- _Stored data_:
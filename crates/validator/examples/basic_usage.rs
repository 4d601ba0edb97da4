//! Basic usage example for sieve-validator
//!
//! Run with `RUST_LOG=sieve_validator=trace` to see the engine's events.

use serde_json::json;
use sieve_validator::prelude::*;
use tracing_subscriber::EnvFilter;

fn main() -> Result<(), ValidatorError> {
    tracing_subscriber::fmt()
        .with_env_filter(EnvFilter::from_default_env())
        .init();

    let input = json!({
        "name": "Ann",
        "age": 17,
        "users": [
            { "email": "ann@example.com" },
            { "email": "not-an-email" },
            { "name": "no email" }
        ]
    });

    let mut validator = Validator::new();
    validator.set_message("users.*.email:required", "User {0} needs an email");

    let mut validation = validator.make(
        input,
        [
            ("name", RuleSet::from("required|alpha")),
            ("age", RuleSet::from("required|numeric|min:18")),
            ("users.*.email", RuleSet::from("required|email")),
        ],
    )?;
    validation.set_alias("age", "Your age");

    if validation.validate()? {
        println!("✓ input is valid");
    } else {
        for message in validation.errors().all() {
            println!("✗ {message}");
        }
    }

    println!("\nvalid:   {}", validation.valid_data());
    println!("invalid: {}", validation.invalid_data());
    Ok(())
}
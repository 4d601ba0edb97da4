//! Error types for misconfigured validation
//!
//! A failed rule is never an error: it lands in the
//! [`ErrorBag`](crate::engine::ErrorBag). [`ValidatorError`] covers the
//! other two cases, both programming mistakes:
//!
//! - a rule specification that cannot be resolved (unknown rule name,
//!   malformed string form, unparsable parameter), raised when the
//!   attribute is added;
//! - a rule that runs without the parameters it needs, raised from
//!   [`Validation::validate`](crate::engine::Validation::validate).

/// Error type for rule resolution and rule execution.
#[derive(Debug, Clone, PartialEq, Eq, thiserror::Error)]
#[non_exhaustive]
pub enum ValidatorError {
    /// No factory is registered under the rule name.
    #[error("unknown validation rule `{rule}`")]
    UnknownRule { rule: String },

    /// The rule specification for an attribute cannot be parsed.
    #[error("invalid rule specification for `{attribute}`: {reason}")]
    InvalidRuleSpec { attribute: String, reason: String },

    /// A rule ran without a parameter it requires.
    #[error("rule `{rule}` requires parameter `{parameter}`")]
    MissingParameter { rule: String, parameter: String },

    /// A rule parameter is present but unusable.
    #[error("rule `{rule}` has an invalid `{parameter}` parameter: {reason}")]
    InvalidParameter {
        rule: String,
        parameter: String,
        reason: String,
    },

    /// A storage-backed rule ran but no presence verifier is configured.
    #[error("rule `{rule}` needs a presence verifier, none is configured")]
    MissingPresenceVerifier { rule: String },

    /// Validator configuration could not be loaded.
    #[error("invalid validator configuration: {reason}")]
    Config { reason: String },
}

impl ValidatorError {
    /// Creates a [`ValidatorError::MissingParameter`].
    pub fn missing_parameter(rule: impl Into<String>, parameter: impl Into<String>) -> Self {
        Self::MissingParameter {
            rule: rule.into(),
            parameter: parameter.into(),
        }
    }

    /// Creates a [`ValidatorError::InvalidParameter`].
    pub fn invalid_parameter(
        rule: impl Into<String>,
        parameter: impl Into<String>,
        reason: impl Into<String>,
    ) -> Self {
        Self::InvalidParameter {
            rule: rule.into(),
            parameter: parameter.into(),
            reason: reason.into(),
        }
    }

    /// Broad error category for grouping in logs.
    #[must_use]
    pub fn category(&self) -> &str {
        match self {
            Self::UnknownRule { .. } | Self::InvalidRuleSpec { .. } => "specification",
            Self::MissingParameter { .. } | Self::InvalidParameter { .. } => "parameter",
            Self::MissingPresenceVerifier { .. } => "storage",
            Self::Config { .. } => "config",
        }
    }

    /// Machine-readable error code for programmatic handling.
    #[must_use]
    pub fn code(&self) -> &str {
        match self {
            Self::UnknownRule { .. } => "RULE_UNKNOWN",
            Self::InvalidRuleSpec { .. } => "RULE_INVALID_SPEC",
            Self::MissingParameter { .. } => "RULE_MISSING_PARAMETER",
            Self::InvalidParameter { .. } => "RULE_INVALID_PARAMETER",
            Self::MissingPresenceVerifier { .. } => "RULE_NO_PRESENCE_VERIFIER",
            Self::Config { .. } => "VALIDATOR_CONFIG",
        }
    }
}

/// Result alias for fallible validator operations.
pub type ValidatorResult<T> = Result<T, ValidatorError>;
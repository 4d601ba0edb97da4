//! Date format rule
//!
//! Formats use the familiar `Y-m-d` letters and are translated to
//! `chrono` strftime items before parsing.

use chrono::format::{Parsed, StrftimeItems, parse};

use crate::macros::rule;

/// Format used when the rule has no argument.
pub const DEFAULT_FORMAT: &str = "Y-m-d";

rule! {
    /// A string matching the given date format exactly.
    pub Date => "date" ["format"];
    message "The :attribute is not valid date format";
    check(self, value, ctx) {
        let format = self.params.get("format").unwrap_or(DEFAULT_FORMAT);
        let Some(text) = value.as_str() else {
            return Ok(false);
        };

        let pattern = translate(format);
        let mut parsed = Parsed::new();
        Ok(parse(&mut parsed, text, StrftimeItems::new(&pattern)).is_ok())
    }
    fn date(format);
}

/// Translates date format letters into strftime directives.
///
/// A backslash escapes the next character. Unknown letters are kept as
/// literals.
fn translate(format: &str) -> String {
    let mut out = String::with_capacity(format.len() * 2);
    let mut chars = format.chars();

    while let Some(c) = chars.next() {
        let directive = match c {
            'Y' => "%Y",
            'y' => "%y",
            'm' | 'n' => "%m",
            'd' | 'j' => "%d",
            'H' | 'G' => "%H",
            'h' | 'g' => "%I",
            'i' => "%M",
            's' => "%S",
            'A' | 'a' => "%p",
            'D' => "%a",
            'l' => "%A",
            'M' => "%b",
            'F' => "%B",
            'U' => "%s",
            'e' | 'T' => "%Z",
            'P' => "%:z",
            'O' => "%z",
            '%' => "%%",
            '\\' => {
                if let Some(escaped) = chars.next() {
                    push_literal(&mut out, escaped);
                }
                continue;
            }
            other => {
                push_literal(&mut out, other);
                continue;
            }
        };
        out.push_str(directive);
    }

    out
}

fn push_literal(out: &mut String, c: char) {
    if c == '%' {
        out.push_str("%%");
    } else {
        out.push(c);
    }
}
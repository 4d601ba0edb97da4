//! Validator configuration

use indexmap::IndexMap;
use serde::{Deserialize, Serialize};

use crate::foundation::{ValidatorError, ValidatorResult};

/// Settings shared by every validation a [`Validator`](crate::Validator)
/// makes.
///
/// # Examples
///
/// ```
/// use sieve_validator::ValidatorConfig;
///
/// let config = ValidatorConfig::from_json(
///     r#"{ "humanized_keys": false, "messages": { "required": ":attribute is missing" } }"#,
/// )
/// .unwrap();
///
/// assert!(!config.humanized_keys);
/// assert_eq!(config.message_separator, ":");
/// assert_eq!(config.messages["required"], ":attribute is missing");
/// ```
#[derive(Debug, Clone, PartialEq, Eq, Serialize, Deserialize)]
#[serde(default)]
pub struct ValidatorConfig {
    /// Render `first_name` as `First name` when no alias is set.
    pub humanized_keys: bool,
    /// Separator between attribute and rule in message keys (`age:min`).
    pub message_separator: String,
    /// Message templates by lookup key, overriding the rules' own.
    pub messages: IndexMap<String, String>,
}

impl Default for ValidatorConfig {
    fn default() -> Self {
        Self {
            humanized_keys: true,
            message_separator: ":".to_string(),
            messages: IndexMap::new(),
        }
    }
}

impl ValidatorConfig {
    /// Create configuration from environment variables
    ///
    /// Reads `SIEVE_HUMANIZED_KEYS` (`true`/`false`/`1`/`0`) and
    /// `SIEVE_MESSAGE_SEPARATOR`. Unset or unparsable values keep the
    /// defaults.
    #[must_use]
    pub fn from_env() -> Self {
        let mut config = Self::default();

        if let Ok(humanized) = std::env::var("SIEVE_HUMANIZED_KEYS") {
            match humanized.trim().to_lowercase().as_str() {
                "1" | "true" | "yes" | "on" => config.humanized_keys = true,
                "0" | "false" | "no" | "off" => config.humanized_keys = false,
                other => tracing::warn!(value = other, "ignoring SIEVE_HUMANIZED_KEYS"),
            }
        }

        if let Ok(separator) = std::env::var("SIEVE_MESSAGE_SEPARATOR")
            && !separator.is_empty()
        {
            config.message_separator = separator;
        }

        config
    }

    /// Parse a configuration from JSON. Missing fields take their defaults.
    ///
    /// # Errors
    ///
    /// Returns [`ValidatorError::Config`] for malformed JSON or an empty
    /// separator.
    pub fn from_json(json: &str) -> ValidatorResult<Self> {
        let config: Self = serde_json::from_str(json).map_err(|e| ValidatorError::Config {
            reason: e.to_string(),
        })?;
        config.validate()?;
        Ok(config)
    }

    /// Checks the settings are usable.
    ///
    /// # Errors
    ///
    /// Returns [`ValidatorError::Config`] when the separator is empty.
    pub fn validate(&self) -> ValidatorResult<()> {
        if self.message_separator.is_empty() {
            return Err(ValidatorError::Config {
                reason: "message_separator must not be empty".to_string(),
            });
        }
        Ok(())
    }

    #[must_use = "builder methods must be chained or built"]
    pub fn with_humanized_keys(mut self, humanized: bool) -> Self {
        self.humanized_keys = humanized;
        self
    }

    #[must_use = "builder methods must be chained or built"]
    pub fn with_separator(mut self, separator: impl Into<String>) -> Self {
        self.message_separator = separator.into();
        self
    }

    #[must_use = "builder methods must be chained or built"]
    pub fn with_message(mut self, key: impl Into<String>, message: impl Into<String>) -> Self {
        self.messages.insert(key.into(), message.into());
        self
    }

    #[must_use = "builder methods must be chained or built"]
    pub fn with_messages<I, K, M>(mut self, messages: I) -> Self
    where
        I: IntoIterator<Item = (K, M)>,
        K: Into<String>,
        M: Into<String>,
    {
        self.messages
            .extend(messages.into_iter().map(|(k, m)| (k.into(), m.into())));
        self
    }
}
//! String format rules
//!
//! Non-string values fail every rule here except where noted.

use std::borrow::Cow;
use std::sync::LazyLock;

use regex::Regex;
use serde_json::Value;

use crate::foundation::{Parameters, Rule, RuleContext, ValidatorError};
use crate::macros::rule;

static EMAIL_REGEX: LazyLock<Regex> = LazyLock::new(|| {
    Regex::new(
        r"^[a-zA-Z0-9.!#$%&'*+/=?^_`{|}~-]+@[a-zA-Z0-9](?:[a-zA-Z0-9-]{0,61}[a-zA-Z0-9])?(?:\.[a-zA-Z0-9](?:[a-zA-Z0-9-]{0,61}[a-zA-Z0-9])?)*$"
    ).unwrap()
});

fn text(value: &Value) -> Option<&str> {
    value.as_str()
}

// ============================================================================
// NETWORK FORMATS
// ============================================================================

rule! {
    /// Validates email format.
    pub Email => "email";
    message "The :attribute is not valid email";
    check(value) { text(value).is_some_and(|s| EMAIL_REGEX.is_match(s)) }
    fn email();
}

rule! {
    /// Absolute URL with a scheme and a host.
    pub Url => "url";
    message "The :attribute is not valid url";
    check(value) {
        text(value)
            .and_then(|s| url::Url::parse(s).ok())
            .is_some_and(|parsed| parsed.has_host())
    }
    fn url();
}

rule! {
    /// IPv4 or IPv6 address.
    pub Ip => "ip";
    message "The :attribute is not valid IP Address";
    check(value) { text(value).is_some_and(|s| s.parse::<std::net::IpAddr>().is_ok()) }
    fn ip();
}

// ============================================================================
// CHARACTER CLASSES
// ============================================================================

rule! {
    /// Letters only.
    pub Alpha => "alpha";
    message "The :attribute only allows alphabet characters";
    check(value) { text(value).is_some_and(|s| s.chars().all(char::is_alphabetic)) }
    fn alpha();
}

rule! {
    /// Letters and digits only.
    pub AlphaNum => "alpha_num";
    message "The :attribute only allows alphabet and numeric";
    check(value) {
        match value {
            Value::Number(_) => true,
            _ => text(value).is_some_and(|s| s.chars().all(char::is_alphanumeric)),
        }
    }
    fn alpha_num();
}

rule! {
    /// Letters, digits, dashes and underscores.
    pub AlphaDash => "alpha_dash";
    message "The :attribute only allows a-z, 0-9, _ and -";
    check(value) {
        match value {
            Value::Number(_) => true,
            _ => text(value)
                .is_some_and(|s| s.chars().all(|c| c.is_alphanumeric() || c == '-' || c == '_')),
        }
    }
    fn alpha_dash();
}

rule! {
    pub Lowercase => "lowercase";
    message "The :attribute must be lowercase";
    check(value) { text(value).is_some_and(|s| s.to_lowercase() == s) }
    fn lowercase();
}

rule! {
    pub Uppercase => "uppercase";
    message "The :attribute must be uppercase";
    check(value) { text(value).is_some_and(|s| s.to_uppercase() == s) }
    fn uppercase();
}

rule! {
    /// A string holding a JSON document.
    pub Json => "json";
    message "The :attribute must be a valid JSON string";
    check(value) { text(value).is_some_and(|s| serde_json::from_str::<Value>(s).is_ok()) }
    fn json();
}

// ============================================================================
// REGEX
// ============================================================================

/// Matches the value against a pattern.
///
/// Accepts delimited patterns (`/^[a-z]+$/i`) as well as bare ones. The
/// pattern is compiled when the rule is built, so a broken pattern is
/// reported while rules are resolved rather than during validation.
#[derive(Debug, Clone)]
pub struct MatchesRegex {
    params: Parameters,
    message: Cow<'static, str>,
    pattern: Option<Regex>,
}

impl MatchesRegex {
    pub const KEY: &'static str = "regex";
    pub const MESSAGE: &'static str = "The :attribute is not valid format";

    /// Builds the rule from its string argument.
    ///
    /// A missing argument is allowed here and reported by
    /// [`check`](Rule::check).
    pub fn from_args(args: &[String]) -> Result<Self, ValidatorError> {
        let params = Parameters::bind(&["regex"], args);
        let pattern = params
            .get("regex")
            .map(|raw| compile(raw).map_err(|e| ValidatorError::invalid_parameter(Self::KEY, "regex", e.to_string())))
            .transpose()?;

        Ok(Self {
            params,
            message: Cow::Borrowed(Self::MESSAGE),
            pattern,
        })
    }

    /// Builds the rule from a pattern.
    pub fn new(pattern: &str) -> Result<Self, ValidatorError> {
        Self::from_args(&[pattern.to_owned()])
    }

    #[must_use = "builder methods must be chained or built"]
    pub fn with_message(mut self, message: impl Into<Cow<'static, str>>) -> Self {
        self.message = message.into();
        self
    }
}

impl Rule for MatchesRegex {
    fn key(&self) -> &str {
        Self::KEY
    }

    fn message(&self) -> &str {
        &self.message
    }

    fn parameters(&self) -> &Parameters {
        &self.params
    }

    fn check(&mut self, value: &Value, _ctx: &RuleContext<'_>) -> Result<bool, ValidatorError> {
        let pattern = self
            .pattern
            .as_ref()
            .ok_or_else(|| ValidatorError::missing_parameter(Self::KEY, "regex"))?;

        Ok(match value {
            Value::String(s) => pattern.is_match(s),
            Value::Number(n) => pattern.is_match(&n.to_string()),
            _ => false,
        })
    }
}

/// Builds a pattern from a matching rule argument.
pub fn matches_regex(pattern: &str) -> Result<MatchesRegex, ValidatorError> {
    MatchesRegex::new(pattern)
}

/// Compiles `/body/flags` into `(?flags)body`; other input is used as is.
fn compile(raw: &str) -> Result<Regex, regex::Error> {
    let Some(delimiter) = raw
        .chars()
        .next()
        .filter(|c| matches!(c, '/' | '#' | '~' | '!' | '@' | '%' | '|' | '+'))
    else {
        return Regex::new(raw);
    };

    let body_start = delimiter.len_utf8();
    let Some(end) = raw[body_start..].rfind(delimiter).map(|i| i + body_start) else {
        return Regex::new(raw);
    };

    let flags = &raw[end + delimiter.len_utf8()..];
    if !flags.chars().all(|c| matches!(c, 'i' | 'm' | 's' | 'x' | 'u' | 'U' | 'D')) {
        return Regex::new(raw);
    }

    let body = &raw[body_start..end];
    let inline: String = flags
        .chars()
        .filter(|c| matches!(c, 'i' | 'm' | 's' | 'x' | 'U'))
        .collect();

    if inline.is_empty() {
        Regex::new(body)
    } else {
        Regex::new(&format!("(?{inline}){body}"))
    }
}

#[cfg(test)]
mod tests {
    use super::*;
    use rstest::rstest;
    use serde_json::json;

    fn passes(rule: &mut dyn Rule, value: Value) -> bool {
        let input = json!({ "field": value.clone() });
        let ctx = RuleContext::new("field", "field", &[], &input);
        rule.check(&value, &ctx).unwrap()
    }

    #[test]
    fn test_email() {
        assert!(passes(&mut email(), json!("user@example.com")));
        assert!(!passes(&mut email(), json!("invalid")));
        assert!(!passes(&mut email(), json!("@example.com")));
        assert!(!passes(&mut email(), json!("user@")));
        assert!(!passes(&mut email(), json!(42)));
    }

    #[test]
    fn test_url() {
        assert!(passes(&mut url(), json!("http://example.com")));
        assert!(passes(&mut url(), json!("ftp://files.example.com/a")));
        assert!(!passes(&mut url(), json!("example.com")));
        assert!(!passes(&mut url(), json!("mailto:user@example.com")));
    }

    #[rstest]
    #[case(json!("127.0.0.1"), true)]
    #[case(json!("::1"), true)]
    #[case(json!("256.0.0.1"), false)]
    #[case(json!("localhost"), false)]
    fn test_ip(#[case] value: Value, #[case] ok: bool) {
        assert_eq!(passes(&mut ip(), value), ok);
    }

    #[rstest]
    #[case("abc", true, true, true)]
    #[case("abc123", false, true, true)]
    #[case("abc-12_3", false, false, true)]
    #[case("abc 123", false, false, false)]
    fn character_classes(#[case] s: &str, #[case] a: bool, #[case] an: bool, #[case] ad: bool) {
        assert_eq!(passes(&mut alpha(), json!(s)), a);
        assert_eq!(passes(&mut alpha_num(), json!(s)), an);
        assert_eq!(passes(&mut alpha_dash(), json!(s)), ad);
    }

    #[test]
    fn test_case_rules() {
        assert!(passes(&mut lowercase(), json!("hello 1")));
        assert!(!passes(&mut lowercase(), json!("Hello")));
        assert!(passes(&mut uppercase(), json!("HELLO")));
        assert!(!passes(&mut uppercase(), json!("HeLLO")));
    }

    #[test]
    fn test_json() {
        assert!(passes(&mut json(), json!(r#"{"a": [1, 2]}"#)));
        assert!(!passes(&mut json(), json!("{a: 1}")));
        assert!(!passes(&mut json(), json!({"a": 1})));
    }

    #[test]
    fn test_regex_delimited() {
        let mut rule = matches_regex("/^[a-z]{2,4}$/i").unwrap();
        assert!(passes(&mut rule, json!("AbC")));
        assert!(!passes(&mut rule, json!("abcde")));
    }

    #[test]
    fn test_regex_bare() {
        let mut rule = matches_regex(r"^\d{3}-\d{4}$").unwrap();
        assert!(passes(&mut rule, json!("123-4567")));
        assert!(!passes(&mut rule, json!("invalid")));
    }

    #[test]
    fn test_regex_invalid_pattern() {
        let err = matches_regex("/([a-z]/").unwrap_err();
        assert_eq!(err.code(), "RULE_INVALID_PARAMETER");
    }

    #[test]
    fn test_regex_without_pattern() {
        let mut rule = MatchesRegex::from_args(&[]).unwrap();
        let input = json!({});
        let ctx = RuleContext::new("a", "a", &[], &input);
        let err = rule.check(&json!("x"), &ctx).unwrap_err();
        assert_eq!(err, ValidatorError::missing_parameter("regex", "regex"));
    }
}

- _Your task_:
Which lines of the data contain "ValidatorConfig"? Copy them all.

- _Response for this exercise_:
/// use sieve_validator::ValidatorConfig;
/// let config = ValidatorConfig::from_json(
pub struct ValidatorConfig {
impl Default for ValidatorConfig {
impl ValidatorConfig {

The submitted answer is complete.